" É difícil acreditar
que a história que começou com o Génesis terminou. O jogo e contra-jogo entre a
"criação" e a "invenção" foi sempre, em parte, subjectivo e
flexível. Para Alexander Pope, a "invenção" é a mais elevada
faculdade do homem , um atributo próximo da divindade: “ É universalmente
reconhecido que pertence a Homero a
maior Invenção que um escritor jamais fez. “ Paul Celan considera que a “
invenção” equivale a falsidade. Em Dada, chega-se à inversão dos dois termos através da paródia e da negação. Todavia, as
duas modalidades são, em si próprias , intensamente criativas. Solicitam a
reflexão a ir, ainda que especulativamente, mais longe.
Estamos a entrar numa
cultura planetária e numa hierarquia de
valores cada vez mais dominada pelas ciências e pelas sua aplicações
tecnológicas. Umas e outras experimentam um progresso constante, na medida em
que o saber produz mais saber. É precisamente este movimento de avanço
ilimitado – que só a extinção do espírito humano poderia deter – que tem vindo
a substituir a categoria e os símiles do
infinito que caracterizavam o Deus de S. Tomás de Aquino e de Descartes. Vimos
que o ritmo da especialização nas ciências, juntamente com o volume da nova
informação engendrada pelas ramificações correspondentes, poderá
previsivelmente desembocar numa crise. O desfecho poderá ser uma espécie de
implosão ou de derrocada interior. Todavia, de momento, esses efeitos negativos da entropia parecem improváveis. Em termos de
energia cerebral e de prestígio social, de recursos económicos
e de rendimento prático, as ciências e a tecnologia têm à sua frente um amanhã
sem limites.
Vimos que a relação entre a epistemologia das
ciências e a noção de “criação” foi sempre equívoca. Para a maioria dos
cientistas, ao longo da história , o termo
de referência foi a “descoberta”;
a tecnologia, pelo seu lado, visou a “
invenção” . As novas cosmologias
consideram a “ criação” um conceito ambíguo, mitológico ou até mesmo
tabu. Perguntar o que antecedeu o Big Bang e os primeiros nano-segundos
de condensação e de expansão do nosso universo corresponde , dizem –nos,
à adopção de uma linguagem desprovida de sentido. Porque o próprio tempo não tinha
sentido antes desse acontecimento singular.
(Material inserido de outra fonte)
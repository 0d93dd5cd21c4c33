use std::path::PathBuf;

use thiserror::Error;

/// Failure retrieving a single artifact
///
/// Both variants are handled the same way by the exporter (log, mark the
/// artifact absent, move on); they are kept apart so logs can tell an empty
/// export from a broken request.
#[derive(Debug, Error)]
pub enum FetchError {
    #[error("remote returned no content")]
    Empty,
    #[error(transparent)]
    Transport(#[from] anyhow::Error),
}

/// Failures that abort the whole run
#[derive(Debug, Error)]
pub enum ExportError {
    #[error("authentication failed: {0}")]
    AuthenticationFailed(String),
    #[error("not authenticated; call authenticate first")]
    NotAuthenticated,
    #[error("cannot create download directory {}: {source}", .path.display())]
    RootDirectory {
        path: PathBuf,
        #[source]
        source: std::io::Error,
    },
    #[error("failed to list {what}: {source}")]
    Listing {
        what: &'static str,
        #[source]
        source: anyhow::Error,
    },
}
use serde::{Deserialize, Serialize};

use crate::artifact::{ArtifactFormat, ArtifactKind};

/// Counters and failures collected over one run
#[derive(Debug, Clone, Default, Serialize, Deserialize)]
pub struct RunReport {
    /// Recordings returned by the remote listing
    pub recordings_listed: usize,

    /// Recordings left after the start-date filter
    pub recordings_selected: usize,

    /// Recordings skipped because their folder already existed
    pub recordings_skipped: usize,

    /// Recordings whose artifacts were attempted
    pub recordings_exported: usize,

    /// Recordings for which no folder could be created
    pub recordings_failed: usize,

    /// Artifact files written to disk
    pub artifacts_written: usize,

    /// Artifacts that could not be fetched or written
    pub failures: Vec<ArtifactFailure>,
}

impl RunReport {
    pub fn has_failures(&self) -> bool {
        self.recordings_failed > 0 || !self.failures.is_empty()
    }
}

/// One artifact that is missing from the export
#[derive(Debug, Clone, Serialize, Deserialize)]
pub struct ArtifactFailure {
    pub recording_id: String,
    pub recording_name: String,
    pub kind: ArtifactKind,
    pub format: ArtifactFormat,
    pub reason: String,
}
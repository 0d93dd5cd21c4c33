// Shared fixtures for integration tests: an in-memory recording service with
// per-artifact failure injection.

#![allow(dead_code)]

use std::collections::{HashMap, HashSet};
use std::sync::Mutex;

use anyhow::{anyhow, Result};
use base64::Engine;
use chrono::DateTime;
use plaud_bulk_export::{
    ArtifactFormat, ArtifactKind, ArtifactSource, FetchError, Recording, RecordingDirectory, Tag,
};

pub fn encode(bytes: &[u8]) -> String {
    base64::engine::general_purpose::STANDARD.encode(bytes)
}

pub fn millis(rfc3339: &str) -> i64 {
    DateTime::parse_from_rfc3339(rfc3339)
        .expect("valid timestamp")
        .timestamp_millis()
}

/// Content the fake serves for an artifact
pub fn content_for(recording_id: &str, kind: ArtifactKind, format: ArtifactFormat) -> Vec<u8> {
    format!("{}:{}:{}", recording_id, kind, format).into_bytes()
}

#[derive(Default)]
pub struct FakeService {
    pub recordings: Vec<Recording>,
    pub tags: Vec<Tag>,
    /// (recording id, kind, format) that fail with a transport error
    pub failing: HashSet<(String, ArtifactKind, ArtifactFormat)>,
    /// (recording id, kind, format) that return no content
    pub empty: HashSet<(String, ArtifactKind, ArtifactFormat)>,
    /// Content overrides
    pub overrides: HashMap<(String, ArtifactKind, ArtifactFormat), String>,
    pub fail_listing: bool,
    pub calls: Mutex<Vec<(String, ArtifactKind, ArtifactFormat)>>,
}

impl FakeService {
    pub fn new(recordings: Vec<Recording>, tags: Vec<Tag>) -> Self {
        Self {
            recordings,
            tags,
            ..Self::default()
        }
    }

    pub fn fail(mut self, id: &str, kind: ArtifactKind, format: ArtifactFormat) -> Self {
        self.failing.insert((id.to_string(), kind, format));
        self
    }

    pub fn return_empty(mut self, id: &str, kind: ArtifactKind, format: ArtifactFormat) -> Self {
        self.empty.insert((id.to_string(), kind, format));
        self
    }

    pub fn with_content(
        mut self,
        id: &str,
        kind: ArtifactKind,
        format: ArtifactFormat,
        encoded: &str,
    ) -> Self {
        self.overrides
            .insert((id.to_string(), kind, format), encoded.to_string());
        self
    }

    pub fn calls(&self) -> Vec<(String, ArtifactKind, ArtifactFormat)> {
        self.calls.lock().unwrap().clone()
    }

    fn serve(
        &self,
        id: &str,
        kind: ArtifactKind,
        format: ArtifactFormat,
    ) -> Result<String, FetchError> {
        let key = (id.to_string(), kind, format);
        self.calls.lock().unwrap().push(key.clone());

        if self.failing.contains(&key) {
            return Err(anyhow!("simulated 500 for {} {} {}", id, kind, format).into());
        }
        if self.empty.contains(&key) {
            return Ok(String::new());
        }
        if let Some(encoded) = self.overrides.get(&key) {
            return Ok(encoded.clone());
        }

        Ok(encode(&content_for(id, kind, format)))
    }
}

#[async_trait::async_trait]
impl RecordingDirectory for FakeService {
    async fn list_recordings(&self) -> Result<Vec<Recording>> {
        if self.fail_listing {
            return Err(anyhow!("connection refused"));
        }
        Ok(self.recordings.clone())
    }

    async fn list_tags(&self) -> Result<Vec<Tag>> {
        if self.fail_listing {
            return Err(anyhow!("connection refused"));
        }
        Ok(self.tags.clone())
    }
}

#[async_trait::async_trait]
impl ArtifactSource for FakeService {
    async fn fetch_audio(&self, recording_id: &str) -> Result<String, FetchError> {
        self.serve(recording_id, ArtifactKind::Audio, ArtifactFormat::Mp3)
    }

    async fn fetch_transcript(
        &self,
        recording_id: &str,
        format: ArtifactFormat,
    ) -> Result<String, FetchError> {
        self.serve(recording_id, ArtifactKind::Transcript, format)
    }

    async fn fetch_summary(
        &self,
        recording_id: &str,
        format: ArtifactFormat,
    ) -> Result<String, FetchError> {
        self.serve(recording_id, ArtifactKind::Summary, format)
    }
}
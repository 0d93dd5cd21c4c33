use std::collections::HashMap;
use std::fs;
use std::path::Path;

use tracing::{error, info, warn};

use super::sanitize::{is_usable_segment, sanitize};
use crate::api::Tag;
use crate::error::ExportError;

/// Tag id → sanitized tag directory name, built once per run
#[derive(Debug, Clone, Default)]
pub struct TagIndex {
    names: HashMap<String, String>,
}

impl TagIndex {
    /// Ensure `root` exists, then create one directory per tag under it.
    ///
    /// Failing to create `root` aborts the run. A tag directory that cannot be
    /// created is logged and skipped; the tag still resolves so placement can
    /// retry creation per recording.
    pub fn build_and_materialize(tags: &[Tag], root: &Path) -> Result<Self, ExportError> {
        fs::create_dir_all(root).map_err(|source| ExportError::RootDirectory {
            path: root.to_path_buf(),
            source,
        })?;

        if tags.is_empty() {
            info!(
                "No tags found; recordings will be placed directly under {}",
                root.display()
            );
            return Ok(Self::default());
        }

        let mut names = HashMap::with_capacity(tags.len());

        for tag in tags {
            let name = sanitize(&tag.name);
            if !is_usable_segment(&name) {
                warn!("Tag {} has no usable folder name; its recordings go to the root", tag.id);
                continue;
            }

            let dir = root.join(&name);
            if let Err(e) = fs::create_dir_all(&dir) {
                error!("Failed to create tag directory {}: {}", dir.display(), e);
            }

            names.insert(tag.id.clone(), name);
        }

        info!("Prepared {} tag directories under {}", names.len(), root.display());

        Ok(Self { names })
    }

    /// Build the lookup without touching the filesystem
    pub fn from_tags(tags: &[Tag]) -> Self {
        let names = tags
            .iter()
            .map(|tag| (tag.id.clone(), sanitize(&tag.name)))
            .filter(|(_, name)| is_usable_segment(name))
            .collect();

        Self { names }
    }

    /// Sanitized directory name for a tag id
    pub fn resolve(&self, tag_id: &str) -> Option<&str> {
        self.names.get(tag_id).map(String::as_str)
    }

    pub fn len(&self) -> usize {
        self.names.len()
    }

    pub fn is_empty(&self) -> bool {
        self.names.is_empty()
    }
}
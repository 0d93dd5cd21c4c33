use std::fs;
use std::path::{Path, PathBuf};

use anyhow::Result;
use tracing::{error, info, warn};

use super::context::{RunConfig, RunContext};
use super::fetcher::{self, FetchOutcome};
use super::filter;
use super::layout::{self, RecordingPlan};
use super::report::{ArtifactFailure, RunReport};
use super::tags::TagIndex;
use super::writer;
use crate::api::{ArtifactSource, Recording, RecordingDirectory};
use crate::artifact::ArtifactKind;
use crate::error::ExportError;

/// Drives a full export: tag folders first, then every recording in turn
pub struct Exporter<'a> {
    directory: &'a dyn RecordingDirectory,
    source: &'a dyn ArtifactSource,
}

impl<'a> Exporter<'a> {
    pub fn new(directory: &'a dyn RecordingDirectory, source: &'a dyn ArtifactSource) -> Self {
        Self { directory, source }
    }

    /// Run the export.
    ///
    /// Only listing failures and an unusable root directory are returned as
    /// errors; everything else ends up in the [`RunReport`].
    pub async fn run(&self, config: RunConfig) -> Result<RunReport> {
        let recordings = self
            .directory
            .list_recordings()
            .await
            .map_err(|source| ExportError::Listing {
                what: "recordings",
                source,
            })?;
        info!("Retrieved {} recordings", recordings.len());

        let tags = self
            .directory
            .list_tags()
            .await
            .map_err(|source| ExportError::Listing {
                what: "tags",
                source,
            })?;
        info!("Retrieved {} tags", tags.len());

        let tag_index = TagIndex::build_and_materialize(&tags, &config.root)?;

        let mut report = RunReport {
            recordings_listed: recordings.len(),
            ..RunReport::default()
        };

        let selected = filter::apply(Some(recordings), config.start_date.as_deref());
        report.recordings_selected = selected.len();

        let ctx = RunContext::new(config, tag_index);
        self.export_recordings(&ctx, &selected, &mut report).await;

        info!(
            "Export complete: {} exported, {} skipped, {} failed, {} files written, {} artifacts missing",
            report.recordings_exported,
            report.recordings_skipped,
            report.recordings_failed,
            report.artifacts_written,
            report.failures.len()
        );

        Ok(report)
    }

    /// Process recordings sequentially, in order
    pub async fn export_recordings(
        &self,
        ctx: &RunContext,
        recordings: &[Recording],
        report: &mut RunReport,
    ) {
        if recordings.is_empty() {
            info!("No recordings to download");
            return;
        }

        for (index, recording) in recordings.iter().enumerate() {
            info!(
                "[{}/{}] {} ({})",
                index + 1,
                recordings.len(),
                recording.name,
                recording.id
            );
            self.export_recording(ctx, recording, report).await;
        }
    }

    /// Plan, create the folder, then fetch and write audio, transcripts and summaries
    pub async fn export_recording(
        &self,
        ctx: &RunContext,
        recording: &Recording,
        report: &mut RunReport,
    ) {
        let root = ctx.config.root.as_path();
        let plan = layout::plan(recording, &ctx.tags, root, ctx.config.skip_existing);

        if plan.skip {
            let existing = plan.existing_dir(root).unwrap_or_else(|| plan.leaf_dir());
            info!("Skipping {}: {} already exists", recording.name, existing.display());
            report.recordings_skipped += 1;
            return;
        }

        let Some(leaf) = ensure_leaf_dir(&plan, root) else {
            report.recordings_failed += 1;
            return;
        };

        for kind in ArtifactKind::ALL {
            let outcomes =
                fetcher::fetch_all(self.source, recording, &fetcher::pairs_for(kind)).await;

            for outcome in outcomes {
                write_outcome(recording, &plan.folder_name, &leaf, outcome, report);
            }
        }

        report.recordings_exported += 1;
    }
}

/// Create the recording folder, falling back to the root when the tag folder is unusable
fn ensure_leaf_dir(plan: &RecordingPlan, root: &Path) -> Option<PathBuf> {
    let leaf = plan.leaf_dir();
    let err = match fs::create_dir_all(&leaf) {
        Ok(()) => return Some(leaf),
        Err(e) => e,
    };
    error!("Failed to create {}: {}", leaf.display(), err);

    let fallback = plan.root_fallback(root)?;
    match fs::create_dir_all(&fallback) {
        Ok(()) => {
            warn!("Placing recording under {} instead", fallback.display());
            Some(fallback)
        }
        Err(e) => {
            error!("Failed to create {}: {}", fallback.display(), e);
            None
        }
    }
}

fn write_outcome(
    recording: &Recording,
    folder_name: &str,
    dir: &Path,
    outcome: FetchOutcome,
    report: &mut RunReport,
) {
    let FetchOutcome {
        request,
        payload,
        error,
    } = outcome;

    let failure = |reason: String| ArtifactFailure {
        recording_id: recording.id.clone(),
        recording_name: recording.name.clone(),
        kind: request.kind,
        format: request.format,
        reason,
    };

    let Some(payload) = payload else {
        report
            .failures
            .push(failure(error.unwrap_or_else(|| "no content".to_string())));
        return;
    };

    let stem = request.kind.file_stem(folder_name);
    match writer::write(&stem, dir, payload.format.extension(), &payload.content) {
        Ok(path) => {
            info!("Saved {} {} to {}", request.kind, request.format, path.display());
            report.artifacts_written += 1;
        }
        Err(e) => {
            warn!(
                "Failed to save {} {} of {} ({}): {:#}",
                request.kind, request.format, recording.name, recording.id, e
            );
            report.failures.push(failure(format!("{:#}", e)));
        }
    }
}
Tanto a lógica mais elementar como o senso-comum nos dizem que semelhante
decreto não passa de um bluff
arrogante. O simples facto . de nos ser possível formular a pergunta, e de os
processos normais do pensamento a poderem mobilizar, basta para lhe conferir sentido e legitimidade. O postulado do
nada e da intemporalidade
inquestionáveis (“ que não podem pôr-se
em questão”), que os astrofísicos
transformaram num dogma, é tão arbitrário e, sob múltiplos aspectos, ainda mais
místico, que as narrativas da criação que encontramos no Génesis e noutros lugares. A intuição reflexiva de um vir ao ser
que não compreendemos, mas cuja eficácia é sugerida através das analogias da
criatividade humana, mas perdeu da sua força. O que este livro tenta demonstrar
é como recurso a tais analogias se pode
tornar uma convenção vazia, ou até mesmo corrosiva, quando são recusados os
pressupostos da fé e de uma metafísica transcendental. Não é gratuitamente que
se ri da hipótese de Deus.
Mas, segundo a afirmação
cáustica de Laplace, grande matemático e astrónomo, é precisamente dessa
hipótese que as ciências ( e a tecnologia) não têm qualquer necessidade
premente. São a descoberta científica e a invenção tecnológica que, cada
vez mais , governarão o nosso sentido da história social e o idioma apropriado a essa história. Já hoje é , em grande
medida, na arquitectura e no design industrial que procuramos a satisfação da nossa
exigência de refinamento e de aventura estética. Há sinapses entre as
artes na sua acepção tradicional , a
álgebra do engenheiro e o virtuosismo do artífice (Cellini sintir-se ia maravilhosamente num
Ferrari). Nesta simbiose , as linhas divisórias entre o criado e o inventado
perderam o seu rigor . Depois de ouvir Duchamp, Brancusi integra as curvas
dançantes da hélice na sua escultura. Pressentimos que o mesmo se passará com
as artes no próximo capítulo.
Mas a exultação e a dor, a angústia e o júbilo, o amor e o
ódio continuarão a reclamar uma expressão articulada. Continuarão a exercer a
sua pressão sobre a linguagem que, sob essa pressão, se torna literatura. A
inteligência humana continuará a fazer perguntas que a ciência decretou
ilegítimas ou sem–resposta. Ainda que talvez condenada a uma circularidade
última, esta persistência é a do pensamento que se torna urgente, quer dizer ,
metafísico. Um génio de trivialidade daimónica habita o regime imperial das
ciências. É possível que a música conheça melhor, ainda que nada oponha a
qualquer definição maior resistência que a natureza desse conhecimento.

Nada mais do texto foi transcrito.